Mark Simmons – First Grade
Mark Simmons is slowly making his way to teaching seniors in high school. He has taught 4-year-olds for four years, 5-year-olds for five years, and is now in his third year teaching 6-year-olds.
“I’m just slowly graduating — it’ll take me forever,” Simmons said with a chuckle.
Simmons likes teaching first graders because they are still filled with wonder when they come to school everyday.
“That genuine motivation of just getting excited to see their friends and to have some story from the weekend that means everything to them that they have to just gush to you,” Simmons said.
The shift to virtual learning was tough on his first graders, who had never used a Chromebook before the machine became their daily classroom. Parents were all looking for something different from him. Some wanted him to entertain their children all day long, and others struggled to get students logged on in the morning.
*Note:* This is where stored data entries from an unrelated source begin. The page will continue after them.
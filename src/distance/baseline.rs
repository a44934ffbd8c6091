//! Zero-skill baseline: pure noise scored against reference statistics
//!
//! The feature network is an external collaborator behind [`FeatureExtractor`].
//! Noise is sampled in generator space `[-1, 1]` and mapped to `[0, 1]` before
//! embedding, the same path real samples take.

use nalgebra::DMatrix;
use rand::{Rng, SeedableRng};
use rand_chacha::ChaCha8Rng;
use rand_distr::StandardNormal;
use serde::{Deserialize, Serialize};

use super::{frechet_distance, GaussianSummary};
use crate::{Error, Result};

/// A batch of images, `n × c × h × w`, row-major, values in `[0, 1]`.
#[derive(Debug, Clone, PartialEq)]
pub struct ImageBatch {
    /// Shape as `(n, c, h, w)`.
    pub shape: (usize, usize, usize, usize),
    /// Pixel values.
    pub pixels: Vec<f32>,
}

impl ImageBatch {
    /// Number of images.
    #[must_use]
    pub const fn len(&self) -> usize {
        self.shape.0
    }

    /// Whether the batch holds no images.
    #[must_use]
    pub const fn is_empty(&self) -> bool {
        self.shape.0 == 0
    }

    /// Pixels of image `index`, or `None` if the index is past the batch or
    /// `pixels` is shorter than `shape` implies.
    #[must_use]
    pub fn image(&self, index: usize) -> Option<&[f32]> {
        let (n, c, h, w) = self.shape;
        if index >= n {
            return None;
        }
        let size = c * h * w;
        self.pixels.get(index * size..(index + 1) * size)
    }
}

/// Maps image batches to embedding vectors, one row per image.
pub trait FeatureExtractor {
    /// Embed `batch`, returning a `batch.len() × D` matrix.
    ///
    /// # Errors
    ///
    /// Implementations report their own failures.
    fn embed(&mut self, batch: &ImageBatch) -> Result<DMatrix<f64>>;
}

/// Noise distribution in generator space.
#[derive(Debug, Clone, Copy, PartialEq, Eq, Serialize, Deserialize, Default)]
#[serde(rename_all = "lowercase")]
pub enum NoiseMode {
    /// Uniform on `[-1, 1]`.
    #[default]
    Uniform,
    /// Standard normal clamped to `[-1, 1]`.
    Gaussian,
}

/// Settings for [`noise_baseline`].
#[derive(Debug, Clone, PartialEq, Eq, Serialize, Deserialize)]
pub struct NoiseBaselineConfig {
    /// Images per seed.
    pub n_images: usize,
    /// Images per embedding call.
    pub batch_size: usize,
    /// Channels per image.
    pub channels: usize,
    /// Image height.
    pub height: usize,
    /// Image width.
    pub width: usize,
    /// One score per seed.
    pub seeds: Vec<u64>,
    /// Noise distribution.
    pub mode: NoiseMode,
}

impl Default for NoiseBaselineConfig {
    fn default() -> Self {
        Self {
            n_images: 50_000,
            batch_size: 250,
            channels: 3,
            height: 32,
            width: 32,
            seeds: vec![0],
            mode: NoiseMode::Uniform,
        }
    }
}

/// Baseline score for one seed.
#[derive(Debug, Clone, Copy, PartialEq, Serialize, Deserialize)]
pub struct BaselineScore {
    /// RNG seed.
    pub seed: u64,
    /// Images scored.
    pub n_images: usize,
    /// Fréchet distance against the reference.
    pub score: f64,
}

impl BaselineScore {
    /// Population mean and standard deviation across seeds.
    #[must_use]
    #[allow(clippy::cast_precision_loss)]
    pub fn mean_std(scores: &[Self]) -> Option<(f64, f64)> {
        if scores.is_empty() {
            return None;
        }
        let n = scores.len() as f64;
        let mean = scores.iter().map(|s| s.score).sum::<f64>() / n;
        let var = scores.iter().map(|s| (s.score - mean).powi(2)).sum::<f64>() / n;
        Some((mean, var.sqrt()))
    }
}

fn noise_batch(rng: &mut ChaCha8Rng, n: usize, config: &NoiseBaselineConfig) -> ImageBatch {
    let len = n * config.channels * config.height * config.width;
    let pixels = (0..len)
        .map(|_| {
            let x: f32 = match config.mode {
                NoiseMode::Uniform => rng.gen_range(-1.0..=1.0),
                NoiseMode::Gaussian => rng.sample::<f32, _>(StandardNormal).clamp(-1.0, 1.0),
            };
            (x + 1.0) / 2.0
        })
        .collect();
    ImageBatch {
        shape: (n, config.channels, config.height, config.width),
        pixels,
    }
}

fn embed_noise<E>(extractor: &mut E, seed: u64, config: &NoiseBaselineConfig) -> Result<DMatrix<f64>>
where
    E: FeatureExtractor + ?Sized,
{
    let mut rng = ChaCha8Rng::seed_from_u64(seed);
    let mut flat: Vec<f64> = Vec::new();
    let mut dim: Option<usize> = None;
    let mut done = 0;

    while done < config.n_images {
        let n = config.batch_size.min(config.n_images - done);
        let batch = noise_batch(&mut rng, n, config);
        let features = extractor.embed(&batch)?;

        if features.nrows() != n {
            return Err(Error::InvalidInput(format!(
                "extractor returned {} rows for a batch of {n}",
                features.nrows()
            )));
        }
        match dim {
            Some(d) if d != features.ncols() => {
                return Err(Error::InvalidInput(format!(
                    "extractor changed feature dimension from {d} to {}",
                    features.ncols()
                )));
            }
            _ => dim = Some(features.ncols()),
        }
        for row in features.row_iter() {
            flat.extend(row.iter());
        }
        done += n;
    }

    let d = dim.unwrap_or(0);
    Ok(DMatrix::from_row_slice(config.n_images, d, &flat))
}

/// Score pure noise against `reference`, once per configured seed.
///
/// # Errors
///
/// Returns [`Error::InvalidInput`] for a zero image count, zero batch size or
/// no seeds, plus any extractor, summary or scoring failure.
pub fn noise_baseline<E>(
    extractor: &mut E,
    reference: &GaussianSummary,
    config: &NoiseBaselineConfig,
) -> Result<Vec<BaselineScore>>
where
    E: FeatureExtractor + ?Sized,
{
    if config.n_images == 0 || config.batch_size == 0 {
        return Err(Error::InvalidInput(
            "n_images and batch_size must be greater than 0".to_string(),
        ));
    }
    if config.seeds.is_empty() {
        return Err(Error::InvalidInput("at least one seed is required".to_string()));
    }

    config
        .seeds
        .iter()
        .map(|&seed| {
            let features = embed_noise(extractor, seed, config)?;
            let summary = GaussianSummary::from_features(&features)?;
            let score = frechet_distance(&summary, reference)?;
            tracing::info!(seed, n_images = config.n_images, score, "noise baseline");
            Ok(BaselineScore {
                seed,
                n_images: config.n_images,
                score,
            })
        })
        .collect()
}

#[cfg(test)]
mod tests {
    use super::*;
    use nalgebra::DVector;

    /// Per-channel mean intensity as a 3-D embedding.
    struct ChannelMeans;

    impl FeatureExtractor for ChannelMeans {
        fn embed(&mut self, batch: &ImageBatch) -> Result<DMatrix<f64>> {
            let (n, c, h, w) = batch.shape;
            let plane = h * w;
            Ok(DMatrix::from_fn(n, c, |i, ch| {
                let img = batch.image(i).unwrap();
                let sum: f32 = img[ch * plane..(ch + 1) * plane].iter().sum();
                f64::from(sum) / plane as f64
            }))
        }
    }

    struct Truncating;

    impl FeatureExtractor for Truncating {
        fn embed(&mut self, _batch: &ImageBatch) -> Result<DMatrix<f64>> {
            Ok(DMatrix::zeros(1, 2))
        }
    }

    /// Reports NaN for every feature.
    struct Broken;

    impl FeatureExtractor for Broken {
        fn embed(&mut self, batch: &ImageBatch) -> Result<DMatrix<f64>> {
            Ok(DMatrix::from_element(batch.len(), 3, f64::NAN))
        }
    }

    fn small_config() -> NoiseBaselineConfig {
        NoiseBaselineConfig {
            n_images: 40,
            batch_size: 16,
            channels: 3,
            height: 4,
            width: 4,
            seeds: vec![0, 1],
            mode: NoiseMode::Uniform,
        }
    }

    fn reference() -> GaussianSummary {
        GaussianSummary::new(DVector::from_element(3, 0.5), DMatrix::identity(3, 3) * 0.01)
            .unwrap()
    }

    #[test]
    fn test_baseline_is_deterministic_per_seed() {
        let config = small_config();
        let first = noise_baseline(&mut ChannelMeans, &reference(), &config).unwrap();
        let second = noise_baseline(&mut ChannelMeans, &reference(), &config).unwrap();
        assert_eq!(first, second);
        assert_eq!(first.len(), 2);
        assert!(first.iter().all(|s| s.score.is_finite() && s.score >= 0.0));
    }

    #[test]
    fn test_noise_pixels_in_unit_range() {
        let mut rng = ChaCha8Rng::seed_from_u64(3);
        let config = NoiseBaselineConfig {
            mode: NoiseMode::Gaussian,
            ..small_config()
        };
        let batch = noise_batch(&mut rng, 2, &config);
        assert_eq!(batch.pixels.len(), 2 * 3 * 4 * 4);
        assert!(batch.pixels.iter().all(|p| (0.0..=1.0).contains(p)));
    }

    #[test]
    fn test_extractor_row_mismatch() {
        let err = noise_baseline(&mut Truncating, &reference(), &small_config()).unwrap_err();
        assert!(matches!(err, Error::InvalidInput(_)));
    }

    #[test]
    fn test_nan_embeddings_fail_instead_of_scoring_zero() {
        let err = noise_baseline(&mut Broken, &reference(), &small_config()).unwrap_err();
        assert!(matches!(err, Error::InvalidInput(_)));
    }

    #[test]
    fn test_image_out_of_range_is_none() {
        let batch = ImageBatch {
            shape: (2, 1, 2, 2),
            pixels: vec![0.5; 6],
        };
        assert_eq!(batch.image(0).map(<[f32]>::len), Some(4));
        assert!(batch.image(1).is_none());
        assert!(batch.image(2).is_none());
    }

    #[test]
    fn test_rejects_empty_config() {
        let config = NoiseBaselineConfig {
            seeds: vec![],
            ..small_config()
        };
        assert!(noise_baseline(&mut ChannelMeans, &reference(), &config).is_err());
    }

    #[test]
    fn test_mean_std_across_seeds() {
        let scores = [
            BaselineScore { seed: 0, n_images: 1, score: 1.0 },
            BaselineScore { seed: 1, n_images: 1, score: 3.0 },
        ];
        assert_eq!(BaselineScore::mean_std(&scores), Some((2.0, 1.0)));
        assert_eq!(BaselineScore::mean_std(&[]), None);
    }
}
He transformed his little apartment into a classroom and enlisted his dog as the class’ special helper. He played visual games that could double as math lessons and hung up familiar symbols from the classroom behind him to make students feel more comfortable.
Now back in the classroom, Simmons is emphasizing activities students can do with their hands. They have classroom turtles and do activities with markers on whiteboards, a medium that students are simply more excited to use.
“More paper, pencil things, fine motor skills, cutting, gluing, holding a pencil,” Simmons said. “All those things are still important to me, especially considering all the exposure to technology.”
Simmons said his favorite activity to do with students is to simply have fun, sing songs and play classroom games like dizzy hopscotch. He said he tries to build a relationship with students, and often feels pressure to be a good teacher — “I don’t want to be their first worst teacher.”
Building relationships with parents is crucial as well. Simmons works to offer parents context to the fragmented stories that first graders often go home with. Those relationships have benefitted him.
“There’s the national dialogue that teachers don’t get any respect,” Simmons said. “I think to myself, I’ve never been treated better in my life.”